Speaking on the occasion, Bilawal said the nation was all incredibly grieved.
He added that September was the busiest month for Guterres with the UN General Assembly to be held later this month.
“The UN secretary general took out time to personally visit Pakistan in our time of difficulty and witnessed first-hand the devastation that has been caused by the catastrophic monsoon rains that we faced for many months,” he noted.
Bilawal said the UN chief spent the previous day in Islamabad, receiving briefings from the National Flood Response Centre.
“Today, along with Prime Minister Shehbaz Sharif, we accompanied the UN secretary general to visit the flood-hit areas of Balochistan. He added that there he met the flood-affected people. Later, the foreign minister said Guterres visited the flood-affected areas of Sindh.
During his speedy tour, Guterres stopped at some of these makeshift camps and met with desperate flood victims, including a woman who gave birth overnight.

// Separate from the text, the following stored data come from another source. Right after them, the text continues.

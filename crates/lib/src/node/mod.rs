//! The loosely-structured data navigated by this crate.
//!
//! A [`Node`] is one value in a tree built from two generic containers: the
//! ordered [`List`] and the string-keyed [`Map`]. Leaves cover the common
//! scalar shapes, with one variant per concrete numeric type so that typed
//! access can tell an `i8` from an `f64`.
//!
//! ```
//! use pathwise::{Map, Node};
//!
//! let mut user = Map::new();
//! user.insert("name".to_string(), Node::from("Alice"));
//! user.insert("tags".to_string(), Node::list(["admin", "ops"]));
//!
//! let node = Node::Map(user);
//! assert_eq!(node.kind().name(), "map");
//! assert_eq!(node.len(), Some(2));
//! ```

use std::{collections::HashMap, fmt};

use num_complex::{Complex32, Complex64};

use crate::source::{Source, source_of, source_of_mut};

pub mod errors;
#[cfg(feature = "json")]
mod json;

pub use errors::NodeError;

/// The sequence container.
pub type List = Vec<Node>;

/// The mapping container. Iteration order is unspecified.
pub type Map = HashMap<String, Node>;

/// A value in a nested structure.
///
/// # Value Types
///
/// ## Leaves
/// - [`Node::Null`], [`Node::Bool`], [`Node::Text`], [`Node::Bytes`]
/// - one variant per numeric primitive, from [`Node::I8`] to [`Node::F64`]
/// - [`Node::Complex64`] and [`Node::Complex128`]
///
/// ## Containers
/// - [`Node::List`] and [`Node::Map`]
/// - [`Node::Source`], a custom container implementing [`Source`]
///
/// Comparisons against primitives match the exact variant only:
///
/// ```
/// # use pathwise::Node;
/// assert!(Node::I64(42) == 42i64);
/// assert!(Node::from("hello") == "hello");
/// assert!(!(Node::I32(42) == 42i64));
/// ```
#[derive(Debug)]
pub enum Node {
    /// Null/empty value
    Null,
    Bool(bool),
    I8(i8),
    I16(i16),
    I32(i32),
    I64(i64),
    Isize(isize),
    U8(u8),
    U16(u16),
    U32(u32),
    U64(u64),
    Usize(usize),
    F32(f32),
    F64(f64),
    /// Complex number with `f32` parts
    Complex64(Complex32),
    /// Complex number with `f64` parts
    Complex128(Complex64),
    Text(String),
    Bytes(Vec<u8>),
    List(List),
    Map(Map),
    /// A custom container
    Source(Box<dyn Source>),
}

/// The shape of a [`Node`], without its payload.
#[derive(Debug, Clone, Copy, PartialEq, Eq, Hash)]
pub enum NodeKind {
    Null,
    Bool,
    I8,
    I16,
    I32,
    I64,
    Isize,
    U8,
    U16,
    U32,
    U64,
    Usize,
    F32,
    F64,
    Complex64,
    Complex128,
    Text,
    Bytes,
    List,
    Map,
    Source,
}

impl NodeKind {
    /// Returns the kind name as a string
    pub fn name(self) -> &'static str {
        match self {
            NodeKind::Null => "null",
            NodeKind::Bool => "bool",
            NodeKind::I8 => "i8",
            NodeKind::I16 => "i16",
            NodeKind::I32 => "i32",
            NodeKind::I64 => "i64",
            NodeKind::Isize => "isize",
            NodeKind::U8 => "u8",
            NodeKind::U16 => "u16",
            NodeKind::U32 => "u32",
            NodeKind::U64 => "u64",
            NodeKind::Usize => "usize",
            NodeKind::F32 => "f32",
            NodeKind::F64 => "f64",
            NodeKind::Complex64 => "complex64",
            NodeKind::Complex128 => "complex128",
            NodeKind::Text => "text",
            NodeKind::Bytes => "bytes",
            NodeKind::List => "list",
            NodeKind::Map => "map",
            NodeKind::Source => "source",
        }
    }

    /// Returns true for the real numeric kinds (integers and floats)
    pub fn is_numeric(self) -> bool {
        matches!(
            self,
            NodeKind::I8
                | NodeKind::I16
                | NodeKind::I32
                | NodeKind::I64
                | NodeKind::Isize
                | NodeKind::U8
                | NodeKind::U16
                | NodeKind::U32
                | NodeKind::U64
                | NodeKind::Usize
                | NodeKind::F32
                | NodeKind::F64
        )
    }
}

impl fmt::Display for NodeKind {
    fn fmt(&self, f: &mut fmt::Formatter<'_>) -> fmt::Result {
        f.write_str(self.name())
    }
}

Wearing an Ajrak shawl with a traditional Sindhi block print, he later inspected the 4,500-year-old UNESCO world heritage site Mohenjodaro, which has suffered water damage from the relentless monsoon rains.
The Sindh chief minister put the estimate of the cost of rehabilitation and upgrade of the infrastructure at $16 billion or over Rs3.5 trillion.
Describing both the monsoon rains and consequent flash flood as historic, he imformed the UN’s chief that 24 out of 30 districts in Sindh had been declared calamity hit. Six of seven districts in Karachi also sustained extensive damage of infrastructure but were not included among the disaster-hit districts.
He told Guteress that the province had received an average of 1,100% higher rainfall in comparison with the normal monsoon rains during the two months of July and August every year.
Murad gave examples of some parts of Naushehro Feroze, Larkana and Jacobabad districts where 1,763mm, 990mm and 783mm rain was recorded in two months, respectively. These places used to receive the normal rain of 86mm, 60mm and 62mm, respectively, in monsoon season.
The Sindh chief minister told the UN chief that the rehabilitation of the damaged and collapsed houses required Rs900 billion; restoration and upgrade of the irrigation and drainage network Rs195 billion; repair and reconstruction of roads Rs45 billion; purchase of livestock Rs50 billion; and farmers’ support Rs50 billion.
The infrastructure redevelopment in Karachi would need at least Rs60 billion.